My one word

I always love a fresh start. A new beginning. Another chance. I think my mind is trained from school- especially college- to think that this new beginning happens twice a year….I think of life in semesters! In reality, everyday we have a chance for a new beginning. But I do think it’s worthwhile to ponder what we might can do differently in the year ahead.

So as we approach this beginning of a new year, not much will change for me that I can see as of now. No new classes. No new job. The family and I will continue our “normal” life- whatever that means- and the tendency will be there for me to not really do anything differently than I have been.

I don’t usually make new year’s resolutions because I don’t like the thought of getting 3 weeks into the year and nothing has changed….or getting to the end of the year and seeing those things not realized in my life. “10 lbs lost”….and the 10 lbs is still there. “Read these books”….and the books are half-read, at best, at the end of the year. “Keep the house clean”….ha ha ha. 🙂

What I have done the past few years is to pray about the year ahead and ask the Lord to  reveal to me verses from scripture- to highlight a one or a few for me- that He would have me to be about in the upcoming year. And He really does seem to hit home that theme in my life that year. His hand refines.

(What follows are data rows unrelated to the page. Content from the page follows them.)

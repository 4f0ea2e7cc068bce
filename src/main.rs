//! Cluedo Engine
//!
//! Headless demo: sets up a seeded game on the canonical board, walks a few
//! suspects around, and replays the same moves to verify determinism.

use anyhow::{ensure, Context, Result};
use tracing::{info, warn};
use tracing_subscriber::{EnvFilter, FmtSubscriber};

use cluedo::{
    Direction, Game, GameConfig, SuspectName, VERSION, BOARD_ROWS, BOARD_COLS,
    core::hash::StateHash,
};

/// Game id the demo seed is derived from when `CLUEDO_SEED` is unset.
const DEMO_GAME_ID: [u8; 16] = *b"cluedo-demo-0001";

/// Scripted walk: Scarlet enters the Lounge, Mustard heads east, White
/// walks into the Ballroom.
const SCRIPT: &[(SuspectName, Direction)] = &[
    (SuspectName::Scarlet, Direction::North),
    (SuspectName::Scarlet, Direction::North),
    (SuspectName::Scarlet, Direction::North),
    (SuspectName::Scarlet, Direction::North),
    (SuspectName::Scarlet, Direction::North),
    (SuspectName::Scarlet, Direction::North),
    (SuspectName::Scarlet, Direction::West),
    (SuspectName::Scarlet, Direction::South),
    (SuspectName::Scarlet, Direction::South),
    (SuspectName::Scarlet, Direction::East), // wall: room interior edge
    (SuspectName::Mustard, Direction::East),
    (SuspectName::Mustard, Direction::West),
    (SuspectName::Mustard, Direction::West), // out of bounds
    (SuspectName::White, Direction::South),
    (SuspectName::White, Direction::West),
    (SuspectName::White, Direction::West),
    (SuspectName::White, Direction::South),
    (SuspectName::White, Direction::South),
    (SuspectName::White, Direction::South),
    (SuspectName::White, Direction::South),
    (SuspectName::White, Direction::East),
];

fn main() -> Result<()> {
    // Initialize logging
    let subscriber = FmtSubscriber::builder()
        .with_env_filter(
            EnvFilter::try_from_default_env().unwrap_or_else(|_| EnvFilter::new("info")),
        )
        .finish();
    tracing::subscriber::set_global_default(subscriber)
        .context("failed to set tracing subscriber")?;

    info!("Cluedo Engine v{}", VERSION);
    info!("Board: {} x {}", BOARD_ROWS, BOARD_COLS);

    let mut config = GameConfig::for_game(&DEMO_GAME_ID, &SuspectName::ALL);
    if let Ok(value) = std::env::var("CLUEDO_SEED") {
        config.rng_seed = value
            .parse::<u64>()
            .with_context(|| format!("CLUEDO_SEED is not a number: {value:?}"))?;
    }

    let hash = demo_game(&config)?;

    // Verify determinism by replaying
    info!("=== Verifying Determinism ===");
    let replay_hash = run_script(&config)?.compute_hash();
    info!("Replay State Hash: {}", hex::encode(replay_hash));

    ensure!(hash == replay_hash, "determinism failure: hashes differ");
    info!("DETERMINISM VERIFIED: Hashes match!");
    Ok(())
}

/// Play the scripted game with logging and return its final hash.
fn demo_game(config: &GameConfig) -> Result<StateHash> {
    info!("=== Starting Demo Game ===");
    info!("RNG Seed: {}", config.rng_seed);

    let mut game = run_script(config)?;

    for event in game.take_events() {
        info!("event {}", serde_json::to_string(&event)?);
    }

    if let Some(solution) = game.solution() {
        info!(
            "Solution: {} with the {} in the {}",
            solution.suspect,
            solution.weapon,
            game.board()
                .room(solution.room)
                .map_or("unknown room", |r| r.name.as_str())
        );
    }

    for player in game.players() {
        info!(
            "{} at {} on {:?}, holding {} cards",
            player.name(),
            player.position,
            game.covered_field(player.name())?,
            player.cards.len()
        );
    }

    info!("=== Board ===");
    for line in game.board().render().lines() {
        info!("{}", line);
    }

    let hash = game.compute_hash();
    info!("Final State Hash: {}", hex::encode(hash));

    game.finish()?;
    info!("Game {:?} after {} moves", game.status(), game.move_count());
    Ok(hash)
}

/// Set up a six-player game and apply the script. Rejected moves are logged
/// and skipped.
fn run_script(config: &GameConfig) -> Result<Game> {
    let mut game = Game::canonical(&SuspectName::ALL, config.clone())
        .context("failed to build canonical game")?;
    game.init().context("setup failed")?;

    let roll = game.roll_dice()?;
    info!("{:?} rolled {}", game.current_player(), roll);

    for &(suspect, direction) in SCRIPT {
        match game.move_player(suspect, direction) {
            Ok(outcome) => info!(
                "{} {} -> {} {:?}{}",
                suspect,
                outcome.from,
                outcome.to,
                outcome.kind,
                if outcome.consumes_turn { "" } else { " (free)" }
            ),
            Err(err) => warn!("{} rejected: {}", suspect, err),
        }
    }
    Ok(game)
}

As of right now, one word comes to my mind and heart for this upcoming year: freedom. Freedom from a lot of things. Freedom from comparison. Such a joy-stealer and isn’t it so easy for us as moms to do? Please tell me I’m not the only one! I never end up on the good side of that comparison…even if I did, I shouldn’t do it, but all it leads to is me getting down on myself for not doing what I think I should be doing as a mom (and I won’t even get into as a HOMESCHOOL mom…that is on a whole other level). Freedom to be secure in who I am in Christ.The person He has made me. The giftings he has (or has not) given me.  Freedom from emotional eating.Enough said about that one. 🙂 Freedom to LOVE and PRAY deeply and fervently for the blessing of God in others lives, even when I  may see it withheld in my life. This can happen only when I am constantly trusting His love for me and my family, knowing that He is reigning rightly and justly and with love. Didn’t we just sing that song many times in December… “He rules the world with truth and grace and makes the nations prove the glories of His righteousness…and wonders of His love…”  

I am sure there are MANY other things that I need freedom from, and I am praying that the Lord will reveal those to me over time.

Father, I pray for anyone reading this and for myself….Lord, that we would experience the freedom from whatever hinders us in pursuing You. Help us to throw off these hindrances and the sin that so easily entangles, and to fix our eyes on Jesus, the Author and Finisher of our faith, our great High Priest, the Alpha and Omega, First and Last, Prince of Peace. More of You, less of me.